Remember that in the encode(to:) method, you are trying to answer the question of "how to encode a Toy?". If you answer with "just encode the toy itself!" That's not really answering the question, is it?

This will print:

{"name":"Teddy Bear","id":7}

Notice that the employee's name is overwritten by the toy's name, since you encoded the toy's name using the same encoder and same key, as the employee's name.

That's probably not what you intended. You probably wanted:

enum CodingKeys: CodingKey {
    case name, id, toy
}

func encode(to encoder: Encoder) throws {
    var container = encoder.container(keyedBy: CodingKeys.self)
    try container.encode(name, forKey: .name)
    try container.encode(id, forKey: .id)
    try container.encode(favoriteToy, forKey: .toy)
}

// {"name":"John Appleseed","id":7,"toy":{"name":"Teddy Bear"}}

Note that all this code can be generated by the compiler, if you remove all your CodingKeys and encode methods:

struct Toy: Codable {
    var name: String
}
struct Employee: Codable {
    var name: String
    var id: Int
    var favoriteToy: Toy
}

CodePudding user response：

What I am going to achieve is that each object knows how to encode itself.

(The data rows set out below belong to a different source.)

// src/pool/promise.rs

//! Single-job front-end: schedule one job now, collect its result later.

use std::fmt;
use std::mem;
use std::panic::{self, AssertUnwindSafe, Location};
use std::sync::{Arc, Condvar, Mutex, MutexGuard, PoisonError};

use super::error::{JobFailure, PoolError};
use super::worker_pool::Shared;

type Thunk<T> = Box<dyn FnOnce() -> anyhow::Result<T> + Send + 'static>;

enum PromiseState<T> {
    Pending(Thunk<T>),
    Running,
    Settled(Result<T, JobFailure>),
}

struct PromiseCell<T> {
    state: Mutex<PromiseState<T>>,
    settled: Condvar,
}

impl<T> PromiseCell<T> {
    fn lock(&self) -> MutexGuard<'_, PromiseState<T>> {
        self.state.lock().unwrap_or_else(PoisonError::into_inner)
    }

    /// Run the job if nobody has started it yet. Returns whether this call
    /// ran it.
    fn drive(&self) -> bool {
        let thunk = {
            let mut state = self.lock();
            match mem::replace(&mut *state, PromiseState::Running) {
                PromiseState::Pending(thunk) => thunk,
                other => {
                    *state = other;
                    return false;
                }
            }
        };

        let result = match panic::catch_unwind(AssertUnwindSafe(thunk)) {
            Ok(Ok(value)) => Ok(value),
            Ok(Err(error)) => Err(JobFailure::new(error)),
            Err(payload) => Err(JobFailure::from_panic(payload)),
        };

        *self.lock() = PromiseState::Settled(result);
        self.settled.notify_all();
        true
    }
}

/// Handle to a job scheduled with [`WorkerPool::submit`](super::WorkerPool::submit).
///
/// The job runs at most once. Every `resolve` (from any clone of the handle)
/// observes the same value or the same failure.
pub struct Promise<T> {
    cell: Arc<PromiseCell<T>>,
    pool: Arc<Shared>,
}

impl<T> Clone for Promise<T> {
    fn clone(&self) -> Self {
        Self {
            cell: Arc::clone(&self.cell),
            pool: Arc::clone(&self.pool),
        }
    }
}

impl<T> fmt::Debug for Promise<T> {
    fn fmt(&self, f: &mut fmt::Formatter<'_>) -> fmt::Result {
        let state = match &*self.cell.lock() {
            PromiseState::Pending(_) => "pending",
            PromiseState::Running => "running",
            PromiseState::Settled(Ok(_)) => "succeeded",
            PromiseState::Settled(Err(_)) => "failed",
        };
        f.debug_struct("Promise").field("state", &state).finish()
    }
}

impl<T> Promise<T>
where
    T: Clone + Send + 'static,
{
    pub(crate) fn schedule<F>(pool: Arc<Shared>, f: F) -> Result<Self, PoolError>
    where
        F: FnOnce() -> anyhow::Result<T> + Send + 'static,
    {
        let cell = Arc::new(PromiseCell {
            state: Mutex::new(PromiseState::Pending(Box::new(f))),
            settled: Condvar::new(),
        });

        let queued = Arc::clone(&cell);
        pool.enqueue_detached(Box::new(move || {
            queued.drive();
            Ok(())
        }))?;

        Ok(Self { cell, pool })
    }

    pub fn is_settled(&self) -> bool {
        matches!(&*self.cell.lock(), PromiseState::Settled(_))
    }

    /// Block until the job has run and return its result.
    ///
    /// A pool worker that finds the job still queued runs it in place; one
    /// that finds it running elsewhere gives its slot back while it waits.
    #[track_caller]
    pub fn resolve(&self) -> Result<T, PoolError> {
        let location = Location::caller();
        let reentrant = self.pool.is_current_worker();

        if reentrant {
            self.cell.drive();
        }

        let settled = if reentrant && !self.is_settled() {
            self.pool.vacate_slot();
            let settled = self.wait_settled();
            self.pool.reoccupy_slot();
            settled
        } else {
            self.wait_settled()
        };

        settled.map_err(|failure| PoolError::PromiseFailed {
            location,
            source: failure,
        })
    }

    /// Block until the job has settled and return a copy of its result.
    fn wait_settled(&self) -> Result<T, JobFailure> {
        let mut state = self.cell.lock();
        loop {
            if let PromiseState::Settled(result) = &*state {
                return result.clone();
            }
            state = self
                .cell
                .settled
                .wait(state)
                .unwrap_or_else(PoisonError::into_inner);
        }
    }
}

Each object does know to encode itself if you leave it alone by omitting the CodingKeys and encode(to methods

struct Toy: Encodable {
    var name: String
}

struct Employee: Encodable {
    var name: String
    var id: Int
    var favoriteToy: Toy
}

You made two serious mistakes. If you implement encode(to you have to encode each struct member for the corresponding CodingKey rather than encoding self or calling encode(to: on a struct member.

So replace

try container.encode(self, forKey: .toy)

with

try container.encode(name, forKey: .toy) 

and replace

try favoriteToy.encode(to: encoder)

with

try container.encode(favoriteToy, forKey: .favoriteToy)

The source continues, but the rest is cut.